When a line contains the string "core", it counts once; give the total of such lines in the entries below and nothing else.
○ ○ ○ ○
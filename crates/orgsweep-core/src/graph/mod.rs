//! In-memory resource graph
//!
//! The graph is a mutable snapshot of every organization resource and its
//! cross-references. It is loaded once, mutated in place by successive
//! cleaner passes, and serialized once at the end of a run. Single-writer
//! discipline is assumed throughout: nothing here is safe for concurrent
//! mutation.

pub mod errors;
pub mod operations;
pub mod persistence;
pub mod types;

pub use errors::GraphError;
pub use operations::ResourceKind;
pub use persistence::{load_snapshot, save_snapshot};
pub use types::{
    App, Developer, Environment, FlowHook, Proxy, ResourceGraph, RevisionDeployment, SharedFlow,
};
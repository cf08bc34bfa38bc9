//! Bearer credential provisioning.
//!
//! Token minting itself (service-account exchange and friends) is an
//! external collaborator; the core only needs something that can hand out
//! the current token and produce a fresh one when the old one expires.

use crate::api::errors::ApiError;

/// Source of bearer tokens for the HTTP client.
pub trait TokenProvider {
    /// Current access token.
    fn access_token(&self) -> Result<String, ApiError>;

    /// Mint a fresh token after an authorization failure.
    fn refresh(&self) -> Result<String, ApiError>;
}

/// A fixed token, useful for short runs and tests.
pub struct StaticToken {
    token: String,
}

impl StaticToken {
    pub fn new(token: impl Into<String>) -> Self {
        Self {
            token: token.into(),
        }
    }
}

impl TokenProvider for StaticToken {
    fn access_token(&self) -> Result<String, ApiError> {
        Ok(self.token.clone())
    }

    fn refresh(&self) -> Result<String, ApiError> {
        // Nothing to refresh; the transport will surface the final 401.
        Ok(self.token.clone())
    }
}

/// Reads the token from an environment variable on every (re)request, so an
/// external refresher process can rotate it mid-run.
pub struct EnvToken {
    var: String,
}

impl EnvToken {
    pub fn new(var: impl Into<String>) -> Self {
        Self { var: var.into() }
    }
}

impl TokenProvider for EnvToken {
    fn access_token(&self) -> Result<String, ApiError> {
        std::env::var(&self.var).map_err(|_| ApiError::AuthFailed {
            message: format!("environment variable '{}' is not set", self.var),
        })
    }

    fn refresh(&self) -> Result<String, ApiError> {
        self.access_token()
    }
}
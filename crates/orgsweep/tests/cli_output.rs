//! Output hygiene for the CLI binary.
//!
//! Stdout must stay pipeable: human or JSON results only, never log lines.
//! Logs are JSON on stderr and only appear beyond `error` when -v is given.

use std::fs;
use std::process::Command;

use tempfile::TempDir;

/// A working directory with no config files, so runs are hermetic.
/// HOME is pointed at the same directory to mask any real user config.
fn hermetic_home() -> TempDir {
    tempfile::tempdir().unwrap()
}

fn orgsweep(home: &TempDir, args: &[&str]) -> std::process::Output {
    Command::new(env!("CARGO_BIN_EXE_orgsweep"))
        .args(args)
        .current_dir(home.path())
        .env("HOME", home.path())
        .output()
        .expect("failed to run orgsweep binary")
}

fn write_snapshot(home: &TempDir, contents: &str) -> String {
    let path = home.path().join("hierarchy.json");
    fs::write(&path, contents).unwrap();
    path.to_string_lossy().into_owned()
}

const SMALL_SNAPSHOT: &str = r#"{
    "proxy": [{"name": "orders"}],
    "sharedflow": [],
    "apiproduct": [{"name": "gold"}, {"name": "silver"}],
    "environments": [{"name": "dev", "kvm": ["settings"]}]
}"#;

#[test]
fn test_no_args_shows_help_and_fails() {
    let home = hermetic_home();
    let output = orgsweep(&home, &[]);

    assert!(!output.status.success());
    let stderr = String::from_utf8_lossy(&output.stderr);
    assert!(stderr.contains("Usage"));
    assert!(stderr.contains("clean"));
    assert!(stderr.contains("inspect"));
}

#[test]
fn test_inspect_prints_counts() {
    let home = hermetic_home();
    let snapshot = write_snapshot(&home, SMALL_SNAPSHOT);
    let output = orgsweep(&home, &["inspect", &snapshot]);

    assert!(output.status.success());
    let stdout = String::from_utf8_lossy(&output.stdout);
    assert!(stdout.contains("proxies:           1"));
    assert!(stdout.contains("api products:      2"));
    assert!(stdout.contains("environment kvms:  1"));
}

#[test]
fn test_inspect_stdout_is_pipeable() {
    let home = hermetic_home();
    let snapshot = write_snapshot(&home, SMALL_SNAPSHOT);
    let output = orgsweep(&home, &["inspect", &snapshot]);

    assert!(output.status.success());
    let stdout = String::from_utf8_lossy(&output.stdout);
    // No structured log lines may leak into stdout
    assert!(!stdout.contains("\"level\""));
    assert!(!stdout.contains("\"timestamp\""));
}

#[test]
fn test_inspect_json_output_parses() {
    let home = hermetic_home();
    let snapshot = write_snapshot(&home, SMALL_SNAPSHOT);
    let output = orgsweep(&home, &["inspect", &snapshot, "--json"]);

    assert!(output.status.success());
    let stdout = String::from_utf8_lossy(&output.stdout);
    let parsed: serde_json::Value = serde_json::from_str(&stdout).unwrap();
    assert_eq!(parsed["proxies"], 1);
    assert_eq!(parsed["api_products"], 2);
    assert_eq!(parsed["environments"], 1);
}

#[test]
fn test_default_mode_suppresses_info_logs() {
    let home = hermetic_home();
    let snapshot = write_snapshot(&home, SMALL_SNAPSHOT);
    let output = orgsweep(&home, &["inspect", &snapshot]);

    assert!(output.status.success());
    let stderr = String::from_utf8_lossy(&output.stderr);
    assert!(!stderr.contains("\"level\":\"INFO\""));
}

#[test]
fn test_verbose_mode_emits_json_logs_on_stderr() {
    let home = hermetic_home();
    let snapshot = write_snapshot(&home, SMALL_SNAPSHOT);
    let output = orgsweep(&home, &["inspect", &snapshot, "-v"]);

    assert!(output.status.success());
    let stderr = String::from_utf8_lossy(&output.stderr);
    assert!(stderr.contains("\"level\":\"INFO\""));
    assert!(stderr.contains("cli.inspect_started"));

    // Verbose logs still must not contaminate stdout
    let stdout = String::from_utf8_lossy(&output.stdout);
    assert!(!stdout.contains("\"level\""));
}

#[test]
fn test_inspect_without_path_or_config_fails() {
    let home = hermetic_home();
    let output = orgsweep(&home, &["inspect"]);

    assert!(!output.status.success());
    let stderr = String::from_utf8_lossy(&output.stderr);
    assert!(stderr.contains("--hierarchy") || stderr.contains("snapshot.input"));
}

#[test]
fn test_inspect_missing_file_fails() {
    let home = hermetic_home();
    let output = orgsweep(&home, &["inspect", "no-such-file.json"]);

    assert!(!output.status.success());
}

#[test]
fn test_clean_without_org_fails() {
    let home = hermetic_home();
    let snapshot = write_snapshot(&home, SMALL_SNAPSHOT);
    let output = orgsweep(&home, &["clean", "--hierarchy", &snapshot]);

    assert!(!output.status.success());
    let stderr = String::from_utf8_lossy(&output.stderr);
    assert!(stderr.contains("--org") || stderr.contains("api.organization"));
}

#[test]
fn test_clean_dry_run_leaves_input_snapshot_untouched() {
    // Dry-run deletes are suppressed at the client, so the swept state must
    // land in a preview file; overwriting the input snapshot would record
    // deletions that never happened.
    let home = hermetic_home();
    let snapshot = write_snapshot(&home, SMALL_SNAPSHOT);
    let output = orgsweep(
        &home,
        &[
            "clean",
            "-o",
            "acme",
            "--hierarchy",
            &snapshot,
            "--output",
            &snapshot,
            "--dry-run",
        ],
    );

    assert!(output.status.success());
    let stdout = String::from_utf8_lossy(&output.stdout);
    assert!(stdout.contains("(dry run)"));
    assert!(stdout.contains("hierarchy.dryrun.json"));

    let original = fs::read_to_string(&snapshot).unwrap();
    assert!(original.contains("orders"));
    assert!(home.path().join("hierarchy.dryrun.json").exists());
}

#[test]
fn test_inspect_reads_snapshot_from_config_file() {
    let home = hermetic_home();
    let snapshot = write_snapshot(&home, SMALL_SNAPSHOT);

    let config_dir = home.path().join(".orgsweep");
    fs::create_dir_all(&config_dir).unwrap();
    fs::write(
        config_dir.join("config.toml"),
        format!("[snapshot]\ninput = \"{}\"\n", snapshot),
    )
    .unwrap();

    let output = orgsweep(&home, &["inspect"]);
    assert!(output.status.success());
    let stdout = String::from_utf8_lossy(&output.stdout);
    assert!(stdout.contains("proxies:           1"));
}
○ ○ ○ ○
Exercise output:
2